Commonwealth of Independent States: Recovery Picks Up

CIS Economic data

June 8, 2018//-Preliminary GDP figures for the economy of the Commonwealth of Independent States (CIS) reveal that the regional recovery bounced back at the start of 2018, regaining some of the momentum lost in the fourth quarter.

Regional growth came in at 1.9% annually in Q1, picking up from Q4’s soft 1.5% expansion, according to FocusEconomics, a leading provider of economic analysis and forecasts for 127 countries  in Africa, Asia, Europe and the Americas.

Higher commodity prices, low inflation and a recovery in Russia’s economy are fuelling the region’s recovery, the report added.

In its June 2018 estimate released this month noted: “The upswing was driven chiefly by faster growth in major player Russia, which accounts for over 80% of the region’s nominal GDP”.

Although the details behind the headline figure have not yet been released, household spending is expected to have driven growth as it rides numerous tailwinds including low unemployment, rising wages and improving sentiment.

In addition, activity also accelerated in Azerbaijan, Belarus and Kazakhstan in the first quarter. Notably, Azerbaijan’s economy grew at the quickest pace in over two years thanks to a solid performance by the non-oil sector.

Faster growth in the manufacturing and services sectors helped fuel an uptick in GDP growth in Kazakhstan.

Preliminary data for Ukraine, which is not included in the regional aggregate, also revealed that growth picked up pace in the first quarter.

Rising real wages likely gave a boost to household spending, while industrial activity also improved in the period, the FocusEconomics report stressed.

However, the rate of growth was still moderate overall, considering the positive base effects from the economic blockade against the rebel-held areas which started in the first quarter of 2017.

The economy still faces important challenges including an ongoing conflict with the rebel-held regions and a lack of progress in the IMF program.

On the political front, events in the region have calmed somewhat following a turbulent April. Although Russia’s relationship with the West remains tense, several high-profile management figures stepped down in May from large corporations, in an attempt to win exemptions from the sanctions imposed in April and safeguard the companies from further financial turbulence.

The rubble also regained some lost ground in the month, although it remains below its March value.
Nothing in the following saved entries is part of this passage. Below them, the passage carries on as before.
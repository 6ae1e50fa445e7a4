//! Scripted gateway shared by use case tests.

use crate::ports::conversation_logger::{ConversationEvent, ConversationLogger};
use crate::ports::node_gateway::{GatewayError, NodeGateway, StreamHandle};
use async_trait::async_trait;
use council_domain::{Node, ProviderKind, StreamEvent};
use std::collections::{HashMap, VecDeque};
use std::sync::Mutex;
use std::time::Duration;
use tokio::sync::mpsc;

/// A scripted reply for one `generate` call
#[derive(Debug, Clone)]
pub(crate) enum Reply {
    Text(String),
    Fail(GatewayError),
    /// Reply after a delay (virtual time under a paused clock)
    Slow(Duration, String),
}

#[derive(Debug, Clone)]
pub(crate) struct Call {
    pub node: String,
    pub prompt: String,
    pub system: Option<String>,
}

/// Gateway returning scripted replies per node id.
///
/// Unscripted calls answer `"<node> reply <n>"`, counting from 1 per node.
#[derive(Default)]
pub(crate) struct ScriptedGateway {
    replies: Mutex<HashMap<String, VecDeque<Reply>>>,
    fallback: Mutex<HashMap<String, Reply>>,
    streams: Mutex<HashMap<String, Vec<StreamEvent>>>,
    calls: Mutex<Vec<Call>>,
}

impl ScriptedGateway {
    pub fn new() -> Self {
        Self::default()
    }

    /// Queue a one-shot reply for `node`.
    pub fn with_reply(self, node: &str, reply: Reply) -> Self {
        self.replies
            .lock()
            .unwrap()
            .entry(node.to_string())
            .or_default()
            .push_back(reply);
        self
    }

    /// Reply used for `node` once its queue is empty.
    pub fn with_fallback(self, node: &str, reply: Reply) -> Self {
        self.fallback
            .lock()
            .unwrap()
            .insert(node.to_string(), reply);
        self
    }

    /// Events sent, in order, by `generate_stream` for `node`; the sender
    /// is dropped afterwards.
    pub fn with_stream(self, node: &str, events: Vec<StreamEvent>) -> Self {
        self.streams
            .lock()
            .unwrap()
            .insert(node.to_string(), events);
        self
    }

    pub fn calls(&self) -> Vec<Call> {
        self.calls.lock().unwrap().clone()
    }

    pub fn call_count(&self, node: &str) -> usize {
        self.calls
            .lock()
            .unwrap()
            .iter()
            .filter(|c| c.node == node)
            .count()
    }

    fn next_reply(&self, node: &str) -> Reply {
        if let Some(reply) = self
            .replies
            .lock()
            .unwrap()
            .get_mut(node)
            .and_then(|q| q.pop_front())
        {
            return reply;
        }
        if let Some(reply) = self.fallback.lock().unwrap().get(node) {
            return reply.clone();
        }
        Reply::Text(format!("{} reply {}", node, self.call_count(node)))
    }
}

#[async_trait]
impl NodeGateway for ScriptedGateway {
    async fn generate(
        &self,
        node: &Node,
        prompt: &str,
        system: Option<&str>,
    ) -> Result<String, GatewayError> {
        self.calls.lock().unwrap().push(Call {
            node: node.id.to_string(),
            prompt: prompt.to_string(),
            system: system.map(str::to_string),
        });
        match self.next_reply(node.id.as_str()) {
            Reply::Text(t) => Ok(t),
            Reply::Fail(e) => Err(e),
            Reply::Slow(delay, t) => {
                tokio::time::sleep(delay).await;
                Ok(t)
            }
        }
    }

    async fn generate_stream(
        &self,
        node: &Node,
        prompt: &str,
        system: Option<&str>,
    ) -> Result<StreamHandle, GatewayError> {
        let scripted = self.streams.lock().unwrap().remove(node.id.as_str());
        let Some(events) = scripted else {
            let text = self.generate(node, prompt, system).await?;
            let (tx, rx) = mpsc::channel(1);
            let _ = tx.send(StreamEvent::Completed(text)).await;
            return Ok(StreamHandle::new(rx));
        };
        self.calls.lock().unwrap().push(Call {
            node: node.id.to_string(),
            prompt: prompt.to_string(),
            system: system.map(str::to_string),
        });
        let (tx, rx) = mpsc::channel(events.len().max(1));
        for event in events {
            let _ = tx.send(event).await;
        }
        Ok(StreamHandle::new(rx))
    }
}

/// Logger capturing event types and payloads.
#[derive(Default)]
pub(crate) struct RecordingLogger {
    pub events: Mutex<Vec<(String, serde_json::Value)>>,
}

impl RecordingLogger {
    pub fn types(&self) -> Vec<String> {
        self.events
            .lock()
            .unwrap()
            .iter()
            .map(|(t, _)| t.clone())
            .collect()
    }
}

impl ConversationLogger for RecordingLogger {
    fn log(&self, event: ConversationEvent) {
        self.events
            .lock()
            .unwrap()
            .push((event.event_type.to_string(), event.payload));
    }
}

pub(crate) fn node(id: &str) -> Node {
    Node::new(id, format!("Node {}", id.to_uppercase()), ProviderKind::OpenAi, "gpt-4o")
}

pub(crate) fn local_node(id: &str) -> Node {
    Node::new(id, format!("Local {}", id.to_uppercase()), ProviderKind::Ollama, "llama3")
}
Meanwhile, a political shakeup has taken place in Armenia in the wake of mass demonstrations against corruption in the government.

A new government was sworn in on 21 May led by opposition leader Nikol Pashinyan as prime minister, with the primary objective of holding new elections, which should help calm the political environment.
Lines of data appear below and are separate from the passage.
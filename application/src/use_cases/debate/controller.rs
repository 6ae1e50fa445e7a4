//! Debate session controller.
//!
//! One [`DebateController`] owns one session. Every spawned continuation
//! (turn loop, countdown) reads the session through the same shared handle
//! and re-checks the status after each await, so a result that resolves
//! after `end()` is discarded rather than appended.

use super::event::DebateEvent;
use crate::config::DebatePolicy;
use crate::ports::conversation_logger::{ConversationEvent, ConversationLogger};
use crate::ports::node_gateway::{GatewayError, NodeGateway};
use council_domain::{
    CouncilResponse, DebateMessage, DebateSnapshot, DebateStatus, DebateTurnPrompt,
    DurationPolicy, MessageId, Node,
};
use std::sync::{Arc, Mutex, MutexGuard};
use std::time::Duration;
use thiserror::Error;
use tokio::sync::{Notify, mpsc, watch};
use tokio::time::{Instant, interval_at};
use tokio_util::sync::CancellationToken;
use tracing::{debug, info, warn};

/// Operations refused by the debate state machine
#[derive(Error, Debug, Clone, PartialEq, Eq)]
pub enum DebateError {
    #[error("Debate already started")]
    NotIdle,

    #[error("Debate has not started")]
    NotStarted,

    #[error("Debate has ended")]
    Ended,

    #[error("No ready nodes to debate")]
    NoSpeakers,

    #[error("Message is empty")]
    EmptyMessage,
}

/// Seed material for a debate
#[derive(Debug, Clone)]
pub struct DebateContext {
    pub query: String,
    /// Full roster, for resolving names
    pub roster: Vec<Node>,
    /// Ready nodes in rotation order
    pub speakers: Vec<Node>,
    /// Round responses quoted as stance previews
    pub stances: Vec<CouncilResponse>,
}

/// Mutable run-state, only touched under the lock
struct Session {
    status: DebateStatus,
    turn_index: usize,
    remaining: Option<u64>,
    transcript: Vec<DebateMessage>,
    next_id: u64,
}

impl Session {
    fn next_message_id(&mut self) -> MessageId {
        let id = MessageId(self.next_id);
        self.next_id += 1;
        id
    }
}

/// A turn taken off the rotation, ready to send
struct PlannedTurn {
    node: Node,
    prompt: DebateTurnPrompt,
}

struct Shared<G> {
    gateway: Arc<G>,
    context: DebateContext,
    policy: DebatePolicy,
    session: Mutex<Session>,
    /// Re-arms the turn loop after resume or a user message
    wake: Notify,
    /// Cancels every pending timer of this session
    cancel: CancellationToken,
    events: mpsc::UnboundedSender<DebateEvent>,
    ended: watch::Sender<bool>,
    logger: Arc<dyn ConversationLogger>,
}

impl<G: NodeGateway + 'static> Shared<G> {
    fn session(&self) -> MutexGuard<'_, Session> {
        self.session
            .lock()
            .unwrap_or_else(|poisoned| poisoned.into_inner())
    }

    fn emit(&self, event: DebateEvent) {
        // Observer may have gone away
        let _ = self.events.send(event);
    }

    /// Transition to Ended once; later calls return `None`.
    fn end(&self) -> Option<Vec<DebateMessage>> {
        let transcript = {
            let mut session = self.session();
            if session.status == DebateStatus::Ended {
                return None;
            }
            session.status = DebateStatus::Ended;
            self.cancel.cancel();
            let transcript = session.transcript.clone();
            self.emit(DebateEvent::Ended {
                transcript: transcript.clone(),
            });
            transcript
        };
        self.ended.send_replace(true);

        info!("Debate ended with {} messages", transcript.len());
        self.logger.log(ConversationEvent::new(
            "debate_ended",
            serde_json::json!({ "messages": transcript.len() }),
        ));
        Some(transcript)
    }

    /// Sleep for `delay`, cut short by a wake-up (then `rearm_delay`).
    ///
    /// Returns false once the session is cancelled.
    async fn wait(&self, delay: Duration) -> bool {
        tokio::select! {
            biased;
            _ = self.cancel.cancelled() => false,
            _ = self.wake.notified() => {
                tokio::select! {
                    biased;
                    _ = self.cancel.cancelled() => false,
                    _ = tokio::time::sleep(self.policy.rearm_delay) => true,
                }
            }
            _ = tokio::time::sleep(delay) => true,
        }
    }

    fn plan_turn(&self, session: &Session) -> PlannedTurn {
        let speakers = &self.context.speakers;
        let node = speakers[session.turn_index % speakers.len()].clone();
        let prompt = DebateTurnPrompt::build(
            &self.context.query,
            &node,
            &self.context.roster,
            &self.context.stances,
            &session.transcript,
            session.turn_index,
            &self.policy.budget,
        );
        self.emit(DebateEvent::TurnStarted {
            node: node.id.clone(),
            turn: session.turn_index,
        });
        PlannedTurn { node, prompt }
    }

    /// Append a node's reply, holding it while paused.
    ///
    /// Returns false when the session ended first and the reply was dropped.
    async fn commit(&self, node: &Node, text: String) -> bool {
        loop {
            {
                let mut session = self.session();
                let status = session.status;
                match status {
                    DebateStatus::Running => {
                        let id = session.next_message_id();
                        let message = DebateMessage::from_node(id, &node.id, text);
                        session.transcript.push(message.clone());
                        session.turn_index += 1;
                        self.emit(DebateEvent::MessageAppended(message.clone()));
                        drop(session);
                        self.log_message(&message);
                        return true;
                    }
                    DebateStatus::Paused => {}
                    DebateStatus::Idle | DebateStatus::Ended => {
                        debug!("Discarding late turn from {}", node.id);
                        return false;
                    }
                }
            }
            tokio::select! {
                biased;
                _ = self.cancel.cancelled() => {}
                _ = self.wake.notified() => {}
                _ = tokio::time::sleep(self.policy.pause_poll) => {}
            }
        }
    }

    /// Record a failed turn and move the rotation on.
    fn absorb_failure(&self, node: &Node, error: GatewayError) -> bool {
        let mut session = self.session();
        if session.status == DebateStatus::Ended {
            return false;
        }
        warn!("Debate turn by {} failed: {}", node.id, error);
        session.turn_index += 1;
        self.emit(DebateEvent::TurnFailed {
            node: node.id.clone(),
            error: error.to_string(),
        });
        true
    }

    fn log_message(&self, message: &DebateMessage) {
        self.logger.log(ConversationEvent::new(
            "debate_message",
            serde_json::json!({
                "id": message.id.0,
                "speaker": message.speaker,
                "content": message.content,
            }),
        ));
    }
}

/// Sequential turn loop: at most one generate call in flight.
async fn run_turns<G: NodeGateway + 'static>(shared: Arc<Shared<G>>) {
    let mut delay = shared.policy.first_turn_delay;
    loop {
        if !shared.wait(delay).await {
            return;
        }

        let turn = {
            let session = shared.session();
            match session.status {
                DebateStatus::Running => shared.plan_turn(&session),
                DebateStatus::Paused => {
                    delay = shared.policy.pause_poll;
                    continue;
                }
                DebateStatus::Idle | DebateStatus::Ended => return,
            }
        };

        let result = shared
            .gateway
            .generate(&turn.node, &turn.prompt.prompt, Some(&turn.prompt.system))
            .await;
        let still_active = match result {
            Ok(text) => shared.commit(&turn.node, text).await,
            Err(e) => shared.absorb_failure(&turn.node, e),
        };
        if !still_active {
            return;
        }
        delay = shared.policy.turn_delay;
    }
}

/// Countdown, independent of the turn loop. Keeps running while paused.
async fn run_countdown<G: NodeGateway + 'static>(shared: Arc<Shared<G>>) {
    let tick = shared.policy.tick;
    let mut interval = interval_at(Instant::now() + tick, tick);
    loop {
        tokio::select! {
            biased;
            _ = shared.cancel.cancelled() => return,
            _ = interval.tick() => {}
        }
        let remaining = {
            let mut session = shared.session();
            if session.status == DebateStatus::Ended {
                return;
            }
            let left = session.remaining.unwrap_or(0).saturating_sub(1);
            session.remaining = Some(left);
            shared.emit(DebateEvent::Tick { remaining: left });
            left
        };
        if remaining == 0 {
            debug!("Countdown elapsed");
            shared.end();
            return;
        }
    }
}

/// Controller for one debate session
pub struct DebateController<G: NodeGateway + 'static> {
    shared: Arc<Shared<G>>,
}

impl<G: NodeGateway + 'static> DebateController<G> {
    /// Create an idle session and the channel its events arrive on.
    pub fn new(
        gateway: Arc<G>,
        context: DebateContext,
        policy: DebatePolicy,
        logger: Arc<dyn ConversationLogger>,
    ) -> (Self, mpsc::UnboundedReceiver<DebateEvent>) {
        let (events, rx) = mpsc::unbounded_channel();
        let (ended, _) = watch::channel(false);
        let shared = Arc::new(Shared {
            gateway,
            context,
            policy,
            session: Mutex::new(Session {
                status: DebateStatus::Idle,
                turn_index: 0,
                remaining: None,
                transcript: Vec::new(),
                next_id: 0,
            }),
            wake: Notify::new(),
            cancel: CancellationToken::new(),
            events,
            ended,
            logger,
        });
        (Self { shared }, rx)
    }

    /// Idle → Running. Schedules the first turn and, for a fixed duration,
    /// the countdown.
    pub fn start(&self, duration: DurationPolicy) -> Result<(), DebateError> {
        {
            let mut session = self.shared.session();
            let status = session.status;
            match status {
                DebateStatus::Idle => {}
                DebateStatus::Ended => return Err(DebateError::Ended),
                DebateStatus::Running | DebateStatus::Paused => return Err(DebateError::NotIdle),
            }
            if self.shared.context.speakers.is_empty() {
                return Err(DebateError::NoSpeakers);
            }
            session.status = DebateStatus::Running;
            session.remaining = duration.seconds();
            self.shared.emit(DebateEvent::Started { policy: duration });
        }

        info!(
            "Debate started: {} speakers, duration {}",
            self.shared.context.speakers.len(),
            duration
        );
        tokio::spawn(run_turns(Arc::clone(&self.shared)));
        if duration.seconds().is_some() {
            tokio::spawn(run_countdown(Arc::clone(&self.shared)));
        }
        Ok(())
    }

    /// Running → Paused. Turn position and transcript are kept.
    pub fn pause(&self) -> Result<(), DebateError> {
        let mut session = self.shared.session();
        let status = session.status;
        match status {
            DebateStatus::Running => {
                session.status = DebateStatus::Paused;
                self.shared.emit(DebateEvent::Paused);
                Ok(())
            }
            DebateStatus::Paused => Ok(()),
            DebateStatus::Idle => Err(DebateError::NotStarted),
            DebateStatus::Ended => Err(DebateError::Ended),
        }
    }

    /// Paused → Running, re-arming the next turn.
    pub fn resume(&self) -> Result<(), DebateError> {
        {
            let mut session = self.shared.session();
            let status = session.status;
            match status {
                DebateStatus::Paused => {
                    session.status = DebateStatus::Running;
                    self.shared.emit(DebateEvent::Resumed);
                }
                DebateStatus::Running => return Ok(()),
                DebateStatus::Idle => return Err(DebateError::NotStarted),
                DebateStatus::Ended => return Err(DebateError::Ended),
            }
        }
        self.shared.wake.notify_one();
        Ok(())
    }

    /// Append a user message out of turn order.
    ///
    /// Unpauses a paused session and re-arms the next node turn so the
    /// council reacts promptly.
    pub fn inject_user_message(&self, text: &str) -> Result<MessageId, DebateError> {
        let text = text.trim();
        if text.is_empty() {
            return Err(DebateError::EmptyMessage);
        }

        let message = {
            let mut session = self.shared.session();
            let status = session.status;
            match status {
                DebateStatus::Running => {}
                DebateStatus::Paused => {
                    session.status = DebateStatus::Running;
                    self.shared.emit(DebateEvent::Resumed);
                }
                DebateStatus::Idle => return Err(DebateError::NotStarted),
                DebateStatus::Ended => return Err(DebateError::Ended),
            }
            let id = session.next_message_id();
            let message = DebateMessage::from_user(id, text);
            session.transcript.push(message.clone());
            self.shared
                .emit(DebateEvent::MessageAppended(message.clone()));
            message
        };

        self.shared.log_message(&message);
        self.shared.wake.notify_one();
        Ok(message.id)
    }

    /// Running|Paused → Ended. Idempotent: only the first call returns the
    /// transcript and emits `Ended`.
    pub fn end(&self) -> Option<Vec<DebateMessage>> {
        self.shared.end()
    }

    pub fn status(&self) -> DebateStatus {
        self.shared.session().status
    }

    pub fn transcript(&self) -> Vec<DebateMessage> {
        self.shared.session().transcript.clone()
    }

    pub fn snapshot(&self) -> DebateSnapshot {
        let session = self.shared.session();
        DebateSnapshot {
            status: session.status,
            turn_index: session.turn_index,
            remaining_secs: session.remaining,
            transcript: session.transcript.clone(),
        }
    }

    /// Wait until the session has ended, by any path, and return the
    /// final transcript.
    pub async fn wait_ended(&self) -> Vec<DebateMessage> {
        let mut rx = self.shared.ended.subscribe();
        // The sender lives in `shared`, so this only errors if it is dropped
        let _ = rx.wait_for(|ended| *ended).await;
        self.transcript()
    }
}

impl<G: NodeGateway + 'static> Drop for DebateController<G> {
    fn drop(&mut self) {
        if self.status().is_live() {
            self.shared.end();
        }
    }
}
Activity to strengthen gradually this year

Regional growth is seen picking up slightly in 2018 after coming in at 1.9% last year. Firmer commodity prices, a favorable external environment and reviving household consumption should boost growth to 2.1% this year, which is unchanged from last month’s forecast.

That said, geopolitical risks remain high, especially for Russia, and structural weaknesses in the region still need to be addressed by policy makers, especially regarding poor business environments and a lack of diversification. In 2019, growth is seen remaining stable at 2.1%.
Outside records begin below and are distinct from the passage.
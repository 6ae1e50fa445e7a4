//! Built-in council rosters.

use super::node::{Node, NodeRole};
use super::provider::ProviderKind;
use crate::core::error::DomainError;

/// A named roster with its chairman
#[derive(Debug, Clone)]
pub struct Preset {
    pub name: &'static str,
    pub description: &'static str,
    pub members: Vec<Node>,
    pub chairman: Node,
}

impl Preset {
    /// Three Gemini analyst nodes with complementary roles.
    pub fn standard() -> Self {
        Self {
            name: "standard",
            description: "Default secure consensus using three distinct, high-performance logic nodes.",
            members: default_council(),
            chairman: default_chairman(),
        }
    }

    /// The standard roster plus external providers for broader diversity.
    pub fn divergence() -> Self {
        let mut members = default_council();
        members.push(
            Node::new("ext_1", "Critic (Llama)", ProviderKind::Groq, "llama3-70b-8192")
                .with_description("Hard-line critical review node.")
                .with_system_prompt("Be extremely critical."),
        );
        members.push(
            Node::new(
                "ext_2",
                "Creative (Claude)",
                ProviderKind::Anthropic,
                "claude-3-5-sonnet-20240620",
            )
            .with_description("Nuanced semantic analysis.")
            .with_system_prompt("Focus on semantic nuance."),
        );
        Self {
            name: "divergence",
            description: "Adds external model providers to the council for broader logical diversity. Requires additional keys.",
            members,
            chairman: default_chairman(),
        }
    }

    pub fn all() -> Vec<Preset> {
        vec![Self::standard(), Self::divergence()]
    }

    pub fn by_name(name: &str) -> Result<Preset, DomainError> {
        match name.trim().to_lowercase().as_str() {
            "standard" | "" => Ok(Self::standard()),
            "divergence" | "enhanced" => Ok(Self::divergence()),
            other => Err(DomainError::UnknownPreset(other.to_string())),
        }
    }
}

/// The default three-node council.
pub fn default_council() -> Vec<Node> {
    vec![
        Node::new(
            "node-alpha-fact",
            "Analyst Alpha",
            ProviderKind::Google,
            "gemini-3-flash-preview",
        )
        .with_description("Specialized in factual verification and logical auditing.")
        .with_system_prompt(
            "You are Analyst Alpha. Your role is strictly factual. Identify any empirical errors or logical fallacies in the user's directive. Be precise and brief.",
        ),
        Node::new(
            "node-beta-logic",
            "Logic Specialist",
            ProviderKind::Google,
            "gemini-3-pro-preview",
        )
        .with_description("Focused on structural reasoning and step-by-step analysis.")
        .with_system_prompt(
            "You are the Logic Specialist. Deconstruct the user directive and propose a structurally sound methodology. Focus on reasoning depth.",
        ),
        Node::new(
            "node-gamma-vision",
            "Strategic Visionary",
            ProviderKind::Google,
            "gemini-3-pro-preview",
        )
        .with_description("Explores creative synthesis and alternative perspectives.")
        .with_system_prompt(
            "You are the Strategic Visionary. Look for implications, edge cases, and creative opportunities within the directive. Offer unconventional but high-impact insights.",
        ),
    ]
}

/// The default chairman.
pub fn default_chairman() -> Node {
    Node::new(
        "chairman-hq",
        "Protocol Chairman",
        ProviderKind::Google,
        "gemini-3-pro-preview",
    )
    .with_role(NodeRole::Chairman)
    .with_description("The primary authority for synthesizing autonomous consensus.")
    .with_system_prompt(
        "You are the Protocol Chairman. Your objective is to synthesize the council's disparate findings into a single, cohesive, and authoritative verdict. Filter noise and prioritize consensus points.",
    )
}
//! Core domain concepts shared across all subdomains.
//!
//! - [`question::Query`]: a validated query to pose to the council
//! - [`error::DomainError`]: domain-level errors
//! - [`string`]: character-budget helpers used when quoting content into prompts

pub mod error;
pub mod question;
pub mod string;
This month, regional giant Russia, as well as Kyrgyzstan and Tajikistan, saw no changes to its growth projections, keeping the regional outlook stable overall.

However, four economies had their prospects upgraded, including Belarus and Kazakhstan. In contrast, Moldova and Uzbekistan were the only economies to have their growth forecasts downgraded.

As for the three countries that are not included in the regional GDP aggregate, analysts held the forecasts for Georgia and Ukraine unchanged, while Turkmenistan’s prospects were downgraded.

Turkmenistan is projected to grow a robust 5.9% in 2018, while Tajikistan and Uzbekistan are expected to be the region’s top performers, both growing over 5.5%.

In contrast, Azerbaijan and Russia are projected to be the laggards, growing 1.8% and 1.7%, respectively. Among the region’s larger economies, Kazakhstan is expected to grow at the fastest rate (3.6%), followed by Belarus (2.9%).